Le périple du rapprochement de la fiscalité entre l’essence et le gazole continue. Les élus ont ainsi voté vendredi 4 décembre un amendement qui met sur la même longueur les deux fiscalités au niveau des carburants pour les flottes d’entreprise. Pour la première fois, cet alignement se fait en donnant à l’essence des mêmes avantages que le gazole. Ce qui était pratiquement impossible à faire à cause des lois européennes.

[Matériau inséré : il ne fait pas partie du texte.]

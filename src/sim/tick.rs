//! Per-frame simulation tick
//!
//! One call per animation frame. The frame body is an explicit ordered list
//! of [`Phase`]s; later phases see everything earlier phases changed.

use glam::Vec2;
use serde::{Deserialize, Serialize};

use super::state::GameState;

/// Input state sampled once per frame
///
/// Autofire and autofarm are never both on: enabling one switches the other
/// off.
#[derive(Debug, Clone, Default, PartialEq, Serialize, Deserialize)]
pub struct Controls {
    pub up: bool,
    pub down: bool,
    pub left: bool,
    pub right: bool,
    /// Pointer position in viewport pixels
    pub pointer: Vec2,
    /// Primary button held
    pub pointer_down: bool,
    autofire: bool,
    autofarm: bool,
}

impl Controls {
    pub fn autofire(&self) -> bool {
        self.autofire
    }

    pub fn autofarm(&self) -> bool {
        self.autofarm
    }

    pub fn set_autofire(&mut self, on: bool) {
        self.autofire = on;
        if on {
            self.autofarm = false;
        }
    }

    pub fn set_autofarm(&mut self, on: bool) {
        self.autofarm = on;
        if on {
            self.autofire = false;
        }
    }

    /// Flip autofire, returning the new state
    pub fn toggle_autofire(&mut self) -> bool {
        self.set_autofire(!self.autofire);
        self.autofire
    }

    /// Flip autofarm, returning the new state
    pub fn toggle_autofarm(&mut self) -> bool {
        self.set_autofarm(!self.autofarm);
        self.autofarm
    }

    /// Raw movement direction from the held keys (not normalised)
    pub fn move_axis(&self) -> Vec2 {
        let mut axis = Vec2::ZERO;
        if self.up {
            axis.y -= 1.0;
        }
        if self.down {
            axis.y += 1.0;
        }
        if self.left {
            axis.x -= 1.0;
        }
        if self.right {
            axis.x += 1.0;
        }
        axis
    }
}

/// Everything the outside world hands the simulation for one frame
#[derive(Debug, Clone, Default)]
pub struct TickInput {
    pub controls: Controls,
    /// Viewport size in pixels; `None` keeps the previous one
    pub viewport: Option<Vec2>,
    /// Switch to the next ammo type (one-shot)
    pub cycle_ammo: bool,
    /// Place a structure at this viewport position (one-shot, architect
    /// classes only)
    pub place_structure: Option<Vec2>,
}

/// A step of the frame body
#[derive(Debug, Clone, Copy, PartialEq, Eq, Hash)]
pub enum Phase {
    DelayedExplosions,
    Boss,
    Clones,
    Structures,
    Turrets,
    Player,
    Projectiles,
    Shapes,
    Drones,
    Effects,
    Mines,
    Collisions,
    DeathSweep,
    BodyCollision,
    Regen,
    LevelUp,
    Populate,
}

impl Phase {
    /// Frame body, in execution order
    pub const ORDER: [Phase; 17] = [
        Phase::DelayedExplosions,
        Phase::Boss,
        Phase::Clones,
        Phase::Structures,
        Phase::Turrets,
        Phase::Player,
        Phase::Projectiles,
        Phase::Shapes,
        Phase::Drones,
        Phase::Effects,
        Phase::Mines,
        Phase::Collisions,
        Phase::DeathSweep,
        Phase::BodyCollision,
        Phase::Regen,
        Phase::LevelUp,
        Phase::Populate,
    ];

    /// Run this phase against the state
    pub fn run(self, state: &mut GameState, controls: &Controls, dt_ms: f64) {
        match self {
            Phase::DelayedExplosions => state.update_delayed_explosions(dt_ms),
            Phase::Boss => {
                state.update_boss_timer(dt_ms);
                state.update_boss(dt_ms);
            }
            Phase::Clones => state.update_clones(),
            Phase::Structures => state.update_structures(),
            Phase::Turrets => state.update_turrets(),
            Phase::Player => state.update_player(controls, dt_ms),
            Phase::Projectiles => state.update_projectiles(dt_ms),
            Phase::Shapes => state.update_shapes(),
            Phase::Drones => state.update_drones(),
            Phase::Effects => state.update_effects(),
            Phase::Mines => state.update_mines(),
            Phase::Collisions => state.resolve_collisions(),
            Phase::DeathSweep => state.death_sweep(),
            Phase::BodyCollision => state.body_collisions(),
            Phase::Regen => state.regenerate(dt_ms),
            Phase::LevelUp => state.level_up(),
            Phase::Populate => state.maybe_spawn(),
        }
    }
}

/// Advance the game by one frame stamped `now_ms`
///
/// The time delta comes from the previous frame's stamp (zero on the first
/// frame, never negative). The clock keeps running while the game is paused
/// for a class choice or the evolution view, but nothing else changes.
pub fn tick(state: &mut GameState, input: &TickInput, now_ms: f64) {
    let dt_ms = state
        .last_time_ms
        .map_or(0.0, |last| (now_ms - last).max(0.0));
    state.last_time_ms = Some(now_ms);
    state.now_ms = now_ms;
    if let Some(viewport) = input.viewport {
        state.viewport = viewport;
    }

    // Checked once per frame, never between phases
    if state.game_over || state.is_paused() {
        return;
    }

    if input.cycle_ammo {
        state.cycle_ammo();
    }
    if let Some(screen) = input.place_structure {
        let viewport = state.viewport;
        if let Err(e) = state.place_structure(screen, viewport) {
            log::debug!("Structure not placed: {e}");
        }
    }

    for phase in Phase::ORDER {
        phase.run(state, &input.controls, dt_ms);
    }
    state.frame += 1;
}

#[cfg(test)]
mod tests {
    use super::*;
    use crate::consts::*;
    use crate::sim::classes::TankClass;
    use crate::sim::progression::xp_threshold;
    use crate::sim::state::{Shape, ShapeKind};

    const FRAME: f64 = 1000.0 / 60.0;

    #[test]
    fn test_autofire_autofarm_exclusive() {
        let mut controls = Controls::default();
        controls.set_autofire(true);
        assert!(controls.autofire() && !controls.autofarm());
        assert!(controls.toggle_autofarm());
        assert!(!controls.autofire());
        assert!(controls.toggle_autofire());
        assert!(!controls.autofarm());
        assert!(!controls.toggle_autofire());
        assert!(!controls.autofire() && !controls.autofarm());
    }

    #[test]
    fn test_phase_order() {
        assert_eq!(Phase::ORDER.first(), Some(&Phase::DelayedExplosions));
        assert_eq!(Phase::ORDER.last(), Some(&Phase::Populate));
        let pos = |p| Phase::ORDER.iter().position(|&q| q == p);
        assert!(pos(Phase::DeathSweep) < pos(Phase::BodyCollision));
        assert!(pos(Phase::Mines) < pos(Phase::Collisions));
        assert!(pos(Phase::Regen) < pos(Phase::LevelUp));
    }

    #[test]
    fn test_first_frame_has_zero_delta() {
        let mut state = GameState::new(3);
        let timer = state.boss_timer_ms;
        tick(&mut state, &TickInput::default(), 50_000.0);
        assert_eq!(state.boss_timer_ms, timer);
        tick(&mut state, &TickInput::default(), 50_000.0 + FRAME);
        assert!((state.boss_timer_ms - (timer - FRAME)).abs() < 1e-6);
        // Clock going backwards counts as no time
        tick(&mut state, &TickInput::default(), 40_000.0);
        assert!((state.boss_timer_ms - (timer - FRAME)).abs() < 1e-6);
        assert_eq!(state.frame, 3);
    }

    #[test]
    fn test_exact_threshold_levels_once() {
        let mut state = GameState::new(3);
        state.player.xp = xp_threshold(1);
        tick(&mut state, &TickInput::default(), 0.0);
        assert_eq!(state.player.level, 2);
        assert_eq!(state.player.xp, 0.0);
        assert_eq!(state.player.stat_points, STAT_POINTS_PER_LEVEL);
    }

    #[test]
    fn test_gate_pauses_until_choice() {
        let mut state = GameState::new(3);
        state.player.level = 24;
        state.player.xp = xp_threshold(24);
        tick(&mut state, &TickInput::default(), 0.0);
        assert_eq!(state.player.level, 25);
        assert!(state.is_paused());
        let frame = state.frame;

        let mut input = TickInput::default();
        input.controls.right = true;
        let pos = state.player.pos;
        tick(&mut state, &input, FRAME);
        assert_eq!(state.frame, frame);
        assert_eq!(state.player.pos, pos);

        let first = state.upgrade.as_ref().unwrap().classes[0];
        state.choose_class(first).unwrap();
        tick(&mut state, &input, 2.0 * FRAME);
        assert_eq!(state.frame, frame + 1);
        assert_eq!(state.player.tank_class, first);
    }

    #[test]
    fn test_evolution_view_pauses() {
        let mut state = GameState::new(3);
        state.toggle_evolution_view();
        tick(&mut state, &TickInput::default(), 0.0);
        assert_eq!(state.frame, 0);
        state.close_evolution_view();
        tick(&mut state, &TickInput::default(), FRAME);
        assert_eq!(state.frame, 1);
    }

    #[test]
    fn test_game_over_is_inert() {
        let mut state = GameState::new(3);
        state.damage_player(10_000.0, None);
        assert!(state.game_over);
        assert_eq!(state.player.health, 0.0);
        tick(&mut state, &TickInput::default(), 0.0);
        assert_eq!(state.frame, 0);
    }

    #[test]
    fn test_dead_shape_on_player_pays_once() {
        let mut state = GameState::new(3);
        let id = state.next_entity_id();
        let mut square = Shape::new(id, ShapeKind::Square, state.player.pos);
        square.health = 0.0;
        state.shapes.push(square);

        tick(&mut state, &TickInput::default(), 0.0);
        assert_eq!(state.score, ShapeKind::Square.xp() as u64);
        // Already removed by the sweep, so no body hit
        assert_eq!(state.player.last_damage_ms, f64::NEG_INFINITY);
        assert!(state.shape(id).is_none());
    }

    #[test]
    fn test_body_collision_kills_and_hurts() {
        let mut state = GameState::new(3);
        let pos = state.player.pos + Vec2::new(25.0, 0.0);
        let id = state.spawn_shape(Some(ShapeKind::Triangle), Some(pos));

        tick(&mut state, &TickInput::default(), 500.0);
        assert!(state.shape(id).is_none());
        assert_eq!(state.score, ShapeKind::Triangle.xp() as u64);
        assert_eq!(state.player.last_damage_ms, 500.0);
    }

    #[test]
    fn test_structure_placement_from_input() {
        let mut state = GameState::new(3);
        state.set_class(TankClass::SupremeArchitect);
        let input = TickInput {
            viewport: Some(Vec2::new(800.0, 600.0)),
            place_structure: Some(Vec2::new(600.0, 300.0)),
            ..Default::default()
        };
        tick(&mut state, &input, 0.0);
        assert_eq!(state.structures.len(), 1);
    }

    #[test]
    fn test_determinism() {
        let mut a = GameState::new(99);
        let mut b = GameState::new(99);
        a.populate();
        b.populate();
        let mut input = TickInput::default();
        input.controls.set_autofarm(true);
        for i in 0..300 {
            let now = i as f64 * FRAME;
            tick(&mut a, &input, now);
            tick(&mut b, &input, now);
        }
        assert_eq!(a.player.pos, b.player.pos);
        assert_eq!(a.player.xp, b.player.xp);
        assert_eq!(a.shapes.len(), b.shapes.len());
        assert!(a.shapes.iter().zip(&b.shapes).all(|(x, y)| x.id == y.id && x.pos == y.pos));
        assert_eq!(a.projectiles.len(), b.projectiles.len());
    }
}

Les entreprises qui achètent de l’essence pour leurs véhicules pourront être déduit de 80% de la TVA acquittée, comme on le voit avec le gazole. Cet amendement a été voté contre l’avis du gouvernement, qui juge que le mouvement doit être plus graduel, pour ne pas déséquilibrer la classification entre essence et diesel dans les achats de véhicules neufs. Avant d’être mise en application, il devra traverser quelques obstacles, surtout une adoption semblable par le Sénat.

Chute

Ce changement ne devrait toutefois pas changer la répartition entre les deux types de motorisation. En effet, à partir de 20.000 km réalisé sur une année, il demeure plus avantageux d’acheter un diesel, à cause de la consommation moins considérable que l’essence. Or, d’après l’Observatoire des véhicules d’entreprise, un véhicule d’entreprise circule, en moyenne, 30.000 km par an.

Cette nouvelle modification est cependant un élément de plus dans le rééquilibrage essence-gazole. En novembre, seulement 54% des véhicules neufs vendus en France étaient dotés d’un moteur diesel. Pendant toute l’année 2008, ce rapport était supérieur à 75%. L’affaissement est impressionnant.